[REQUIREMENT]
Please find all lines in the data that hold the string "Item" and copy them.

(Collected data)
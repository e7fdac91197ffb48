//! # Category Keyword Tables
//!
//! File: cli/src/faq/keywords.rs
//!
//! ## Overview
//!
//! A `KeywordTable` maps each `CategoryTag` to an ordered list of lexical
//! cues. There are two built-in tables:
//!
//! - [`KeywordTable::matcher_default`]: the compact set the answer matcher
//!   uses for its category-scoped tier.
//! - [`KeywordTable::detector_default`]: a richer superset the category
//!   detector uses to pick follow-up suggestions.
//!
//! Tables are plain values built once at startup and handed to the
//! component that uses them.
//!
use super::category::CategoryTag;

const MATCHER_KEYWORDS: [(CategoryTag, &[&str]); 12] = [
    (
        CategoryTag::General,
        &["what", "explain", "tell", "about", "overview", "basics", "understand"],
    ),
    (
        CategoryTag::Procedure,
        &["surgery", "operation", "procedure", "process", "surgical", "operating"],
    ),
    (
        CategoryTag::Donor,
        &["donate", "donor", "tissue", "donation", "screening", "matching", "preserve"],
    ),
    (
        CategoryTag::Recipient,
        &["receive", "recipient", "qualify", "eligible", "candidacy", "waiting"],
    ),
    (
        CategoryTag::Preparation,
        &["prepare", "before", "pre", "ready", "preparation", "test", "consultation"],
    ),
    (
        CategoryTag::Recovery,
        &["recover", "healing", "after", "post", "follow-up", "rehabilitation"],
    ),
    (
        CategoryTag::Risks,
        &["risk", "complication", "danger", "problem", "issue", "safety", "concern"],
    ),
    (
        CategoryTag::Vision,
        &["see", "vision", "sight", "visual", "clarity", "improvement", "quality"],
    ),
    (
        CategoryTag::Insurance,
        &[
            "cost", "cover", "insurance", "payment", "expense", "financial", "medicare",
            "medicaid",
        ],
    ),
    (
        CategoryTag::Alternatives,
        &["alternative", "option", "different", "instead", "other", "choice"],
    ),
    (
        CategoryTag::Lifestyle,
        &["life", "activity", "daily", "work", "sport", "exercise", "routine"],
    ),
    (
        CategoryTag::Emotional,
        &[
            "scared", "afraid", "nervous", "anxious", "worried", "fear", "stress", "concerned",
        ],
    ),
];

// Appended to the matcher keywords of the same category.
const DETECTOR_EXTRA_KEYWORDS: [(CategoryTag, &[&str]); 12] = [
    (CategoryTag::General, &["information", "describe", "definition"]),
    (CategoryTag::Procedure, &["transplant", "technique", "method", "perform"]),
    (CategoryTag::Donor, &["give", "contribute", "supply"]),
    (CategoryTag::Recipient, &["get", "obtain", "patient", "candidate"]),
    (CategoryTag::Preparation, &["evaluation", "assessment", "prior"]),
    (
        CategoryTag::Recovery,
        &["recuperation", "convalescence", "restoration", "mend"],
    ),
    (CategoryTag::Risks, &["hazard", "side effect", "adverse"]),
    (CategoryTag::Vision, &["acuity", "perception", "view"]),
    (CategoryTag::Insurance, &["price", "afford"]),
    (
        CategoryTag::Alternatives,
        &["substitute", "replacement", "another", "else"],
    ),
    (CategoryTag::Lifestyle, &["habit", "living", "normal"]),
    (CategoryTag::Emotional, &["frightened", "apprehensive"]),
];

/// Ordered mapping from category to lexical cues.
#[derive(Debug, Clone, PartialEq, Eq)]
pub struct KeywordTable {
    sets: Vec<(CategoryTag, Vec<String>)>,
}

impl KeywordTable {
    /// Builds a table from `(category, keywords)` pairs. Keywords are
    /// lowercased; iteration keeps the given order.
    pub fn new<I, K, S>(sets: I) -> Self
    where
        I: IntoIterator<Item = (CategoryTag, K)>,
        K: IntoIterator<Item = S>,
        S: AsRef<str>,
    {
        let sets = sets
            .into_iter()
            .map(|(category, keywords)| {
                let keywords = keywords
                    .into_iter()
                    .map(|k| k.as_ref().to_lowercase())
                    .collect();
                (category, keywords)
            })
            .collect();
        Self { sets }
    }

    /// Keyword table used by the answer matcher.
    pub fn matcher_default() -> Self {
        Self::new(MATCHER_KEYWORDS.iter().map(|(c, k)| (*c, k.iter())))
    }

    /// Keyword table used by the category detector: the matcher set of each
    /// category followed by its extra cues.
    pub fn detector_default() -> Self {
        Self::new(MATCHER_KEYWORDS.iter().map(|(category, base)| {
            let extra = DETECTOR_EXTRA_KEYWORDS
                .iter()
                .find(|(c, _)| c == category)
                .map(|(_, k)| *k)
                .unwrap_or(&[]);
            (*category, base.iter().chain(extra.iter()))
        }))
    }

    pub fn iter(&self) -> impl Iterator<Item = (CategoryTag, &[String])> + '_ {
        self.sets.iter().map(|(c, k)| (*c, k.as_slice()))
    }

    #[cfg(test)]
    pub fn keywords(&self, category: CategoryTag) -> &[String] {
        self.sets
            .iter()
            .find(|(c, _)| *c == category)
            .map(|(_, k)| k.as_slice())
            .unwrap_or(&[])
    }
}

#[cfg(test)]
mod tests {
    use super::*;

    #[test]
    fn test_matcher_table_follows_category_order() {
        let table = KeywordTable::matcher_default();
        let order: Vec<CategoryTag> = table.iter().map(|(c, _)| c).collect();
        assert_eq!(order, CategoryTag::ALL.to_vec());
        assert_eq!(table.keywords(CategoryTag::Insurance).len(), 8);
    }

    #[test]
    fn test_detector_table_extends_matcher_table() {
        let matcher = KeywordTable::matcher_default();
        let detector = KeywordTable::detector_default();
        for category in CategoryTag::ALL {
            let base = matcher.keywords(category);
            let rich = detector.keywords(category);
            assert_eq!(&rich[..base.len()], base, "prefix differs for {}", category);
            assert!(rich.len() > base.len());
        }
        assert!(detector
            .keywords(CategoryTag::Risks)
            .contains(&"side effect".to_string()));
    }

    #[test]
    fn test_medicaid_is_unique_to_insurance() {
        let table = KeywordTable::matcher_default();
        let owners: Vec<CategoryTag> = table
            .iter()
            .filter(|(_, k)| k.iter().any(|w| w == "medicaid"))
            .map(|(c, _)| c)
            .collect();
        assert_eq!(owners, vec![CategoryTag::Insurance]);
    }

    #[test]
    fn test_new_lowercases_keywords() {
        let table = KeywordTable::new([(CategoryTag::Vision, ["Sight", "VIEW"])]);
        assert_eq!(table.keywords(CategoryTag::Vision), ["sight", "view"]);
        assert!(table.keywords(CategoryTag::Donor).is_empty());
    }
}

[OUTPUT FOR THIS EXERCISE]
        I: IntoIterator<Item = (CategoryTag, K)>,
        K: IntoIterator<Item = S>,
    pub fn iter(&self) -> impl Iterator<Item = (CategoryTag, &[String])> + '_ {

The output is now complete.